#### [What is required]
Under this task are some entries; return every one of them exactly.

--- Data for the task Enclosed Below ---

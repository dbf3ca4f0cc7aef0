//! Recorded ledger snapshots served from memory.

use super::ChainDataSource;
use crate::{
    error::TraceResult,
    ledger::{Transaction, Transfer, Wallet},
    types::{Address, ChainType, TxId},
};
use chrono::{DateTime, Utc};
use rust_decimal::Decimal;
use serde::{Deserialize, Serialize};
use std::collections::{HashMap, HashSet};
use std::path::Path;

#[derive(Debug, Clone, Serialize, Deserialize)]
pub struct SnapshotWallet {
    pub address: Address,
    pub chain:   ChainType,
    pub balance: Decimal,
}

#[derive(Debug, Clone, Serialize, Deserialize)]
pub struct SnapshotTransaction {
    pub chain:     ChainType,
    pub id:        TxId,
    pub amount:    Decimal,
    pub timestamp: DateTime<Utc>,
    pub transfers: Vec<Transfer>,
}

/// A recorded slice of one or more ledgers, as stored on disk.
#[derive(Debug, Clone, Default, Serialize, Deserialize)]
pub struct LedgerSnapshot {
    #[serde(default)]
    pub wallets:      Vec<SnapshotWallet>,
    #[serde(default)]
    pub transactions: Vec<SnapshotTransaction>,
}

impl LedgerSnapshot {
    pub fn load(path: impl AsRef<Path>) -> anyhow::Result<Self> {
        let path = path.as_ref();
        let content = std::fs::read_to_string(path)
            .map_err(|e| anyhow::anyhow!("reading ledger {}: {e}", path.display()))?;
        Ok(serde_json::from_str(&content)?)
    }
}

/// In-memory source for one chain.
pub struct MemorySource {
    chain:        ChainType,
    wallets:      HashMap<Address, Wallet>,
    transactions: Vec<Transaction>,           // oldest first
    by_address:   HashMap<Address, Vec<usize>>,
}

impl MemorySource {
    pub fn new(chain: ChainType) -> Self {
        Self {
            chain,
            wallets: HashMap::new(),
            transactions: Vec::new(),
            by_address: HashMap::new(),
        }
    }

    /// Build a source from the `chain` slice of `snapshot`. Every
    /// transaction is validated against the chain's accounting model and
    /// duplicate ids are dropped.
    pub fn from_snapshot(snapshot: &LedgerSnapshot, chain: ChainType) -> TraceResult<Self> {
        let mut source = Self::new(chain);
        for w in snapshot.wallets.iter().filter(|w| w.chain == chain) {
            source.add_wallet(Wallet::new(w.address.clone(), chain, w.balance));
        }

        let mut seen: HashSet<TxId> = HashSet::new();
        let mut txs = Vec::new();
        for t in snapshot.transactions.iter().filter(|t| t.chain == chain) {
            if !seen.insert(t.id.clone()) {
                log::warn!("Duplicate transaction {} in snapshot, keeping the first", t.id);
                continue;
            }
            let tx = Transaction {
                id:        t.id.clone(),
                amount:    t.amount,
                timestamp: t.timestamp,
                transfers: t.transfers.clone(),
            };
            tx.validate(chain.model())?;
            txs.push(tx);
        }
        source.extend_transactions(txs);

        log::debug!(
            "Loaded {} wallets and {} transactions for {chain}",
            source.wallets.len(),
            source.transactions.len()
        );
        Ok(source)
    }

    pub fn add_wallet(&mut self, wallet: Wallet) {
        self.wallets.insert(wallet.address.clone(), wallet);
    }

    /// Validate and add transactions.
    pub fn add_transactions(&mut self, txs: Vec<Transaction>) -> TraceResult<()> {
        for tx in &txs {
            tx.validate(self.chain.model())?;
        }
        self.extend_transactions(txs);
        Ok(())
    }

    /// Add already-validated transactions and rebuild the address index.
    fn extend_transactions(&mut self, txs: impl IntoIterator<Item = Transaction>) {
        self.transactions.extend(txs);
        self.transactions
            .sort_by(|a, b| a.timestamp.cmp(&b.timestamp).then_with(|| a.id.cmp(&b.id)));

        self.by_address.clear();
        for (idx, tx) in self.transactions.iter().enumerate() {
            let mut touched: Vec<&Address> = tx.counterparties().collect();
            touched.sort();
            touched.dedup();
            for address in touched {
                self.by_address.entry(address.clone()).or_default().push(idx);
            }
        }
    }

    pub fn transaction_count(&self) -> usize {
        self.transactions.len()
    }
}

impl ChainDataSource for MemorySource {
    fn chain(&self) -> ChainType {
        self.chain
    }

    fn find_address(&self, address: &str) -> TraceResult<Option<Wallet>> {
        if let Some(wallet) = self.wallets.get(address) {
            return Ok(Some(wallet.clone()));
        }
        // Seen on chain but never recorded: zero-balance wallet.
        if self.by_address.contains_key(address) {
            return Ok(Some(Wallet::new(address, self.chain, Decimal::ZERO)));
        }
        Ok(None)
    }

    fn get_transactions(&self, address: &str, limit: Option<usize>) -> TraceResult<Vec<Transaction>> {
        let Some(indices) = self.by_address.get(address) else {
            return Ok(Vec::new());
        };
        let skip = limit.map_or(0, |l| indices.len().saturating_sub(l));
        Ok(indices[skip..]
            .iter()
            .map(|&i| self.transactions[i].clone())
            .collect())
    }
}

--- End of Enclosed Data for the task ---

#### [Result for this exercise]
repository dbf3ca4f0cc7aef0
//! Recorded ledger snapshots served from memory.

use super::ChainDataSource;
use crate::{
    error::TraceResult,
    ledger::{Transaction, Transfer, Wallet},
    types::{Address, ChainType, TxId},
};
use chrono::{DateTime, Utc};
use rust_decimal::Decimal;
use serde::{Deserialize, Serialize};
use std::collections::{HashMap, HashSet};
use std::path::Path;

#[derive(Debug, Clone, Serialize, Deserialize)]
pub struct SnapshotWallet {
    pub address: Address,
    pub chain:   ChainType,
    pub balance: Decimal,
}

#[derive(Debug, Clone, Serialize, Deserialize)]
pub struct SnapshotTransaction {
    pub chain:     ChainType,
    pub id:        TxId,
    pub amount:    Decimal,
    pub timestamp: DateTime<Utc>,
    pub transfers: Vec<Transfer>,
}

/// A recorded slice of one or more ledgers, as stored on disk.
#[derive(Debug, Clone, Default, Serialize, Deserialize)]
pub struct LedgerSnapshot {
    #[serde(default)]
    pub wallets:      Vec<SnapshotWallet>,
    #[serde(default)]
    pub transactions: Vec<SnapshotTransaction>,
}

impl LedgerSnapshot {
    pub fn load(path: impl AsRef<Path>) -> anyhow::Result<Self> {
        let path = path.as_ref();
        let content = std::fs::read_to_string(path)
            .map_err(|e| anyhow::anyhow!("reading ledger {}: {e}", path.display()))?;
        Ok(serde_json::from_str(&content)?)
    }
}

/// In-memory source for one chain.
pub struct MemorySource {
    chain:        ChainType,
    wallets:      HashMap<Address, Wallet>,
    transactions: Vec<Transaction>,           // oldest first
    by_address:   HashMap<Address, Vec<usize>>,
}

impl MemorySource {
    pub fn new(chain: ChainType) -> Self {
        Self {
            chain,
            wallets: HashMap::new(),
            transactions: Vec::new(),
            by_address: HashMap::new(),
        }
    }

    /// Build a source from the `chain` slice of `snapshot`. Every
    /// transaction is validated against the chain's accounting model and
    /// duplicate ids are dropped.
    pub fn from_snapshot(snapshot: &LedgerSnapshot, chain: ChainType) -> TraceResult<Self> {
        let mut source = Self::new(chain);
        for w in snapshot.wallets.iter().filter(|w| w.chain == chain) {
            source.add_wallet(Wallet::new(w.address.clone(), chain, w.balance));
        }

        let mut seen: HashSet<TxId> = HashSet::new();
        let mut txs = Vec::new();
        for t in snapshot.transactions.iter().filter(|t| t.chain == chain) {
            if !seen.insert(t.id.clone()) {
                log::warn!("Duplicate transaction {} in snapshot, keeping the first", t.id);
                continue;
            }
            let tx = Transaction {
                id:        t.id.clone(),
                amount:    t.amount,
                timestamp: t.timestamp,
                transfers: t.transfers.clone(),
            };
            tx.validate(chain.model())?;
            txs.push(tx);
        }
        source.extend_transactions(txs);

        log::debug!(
            "Loaded {} wallets and {} transactions for {chain}",
            source.wallets.len(),
            source.transactions.len()
        );
        Ok(source)
    }

    pub fn add_wallet(&mut self, wallet: Wallet) {
        self.wallets.insert(wallet.address.clone(), wallet);
    }

    /// Validate and add transactions.
    pub fn add_transactions(&mut self, txs: Vec<Transaction>) -> TraceResult<()> {
        for tx in &txs {
            tx.validate(self.chain.model())?;
        }
        self.extend_transactions(txs);
        Ok(())
    }

    /// Add already-validated transactions and rebuild the address index.
    fn extend_transactions(&mut self, txs: impl IntoIterator<Item = Transaction>) {
        self.transactions.extend(txs);
        self.transactions
            .sort_by(|a, b| a.timestamp.cmp(&b.timestamp).then_with(|| a.id.cmp(&b.id)));

        self.by_address.clear();
        for (idx, tx) in self.transactions.iter().enumerate() {
            let mut touched: Vec<&Address> = tx.counterparties().collect();
            touched.sort();
            touched.dedup();
            for address in touched {
                self.by_address.entry(address.clone()).or_default().push(idx);
            }
        }
    }

    pub fn transaction_count(&self) -> usize {
        self.transactions.len()
    }
}

impl ChainDataSource for MemorySource {
    fn chain(&self) -> ChainType {
        self.chain
    }

    fn find_address(&self, address: &str) -> TraceResult<Option<Wallet>> {
        if let Some(wallet) = self.wallets.get(address) {
            return Ok(Some(wallet.clone()));
        }
        // Seen on chain but never recorded: zero-balance wallet.
        if self.by_address.contains_key(address) {
            return Ok(Some(Wallet::new(address, self.chain, Decimal::ZERO)));
        }
        Ok(None)
    }

    fn get_transactions(&self, address: &str, limit: Option<usize>) -> TraceResult<Vec<Transaction>> {
        let Some(indices) = self.by_address.get(address) else {
            return Ok(Vec::new());
        };
        let skip = limit.map_or(0, |l| indices.len().saturating_sub(l));
        Ok(indices[skip..]
            .iter()
            .map(|&i| self.transactions[i].clone())
            .collect())
    }
}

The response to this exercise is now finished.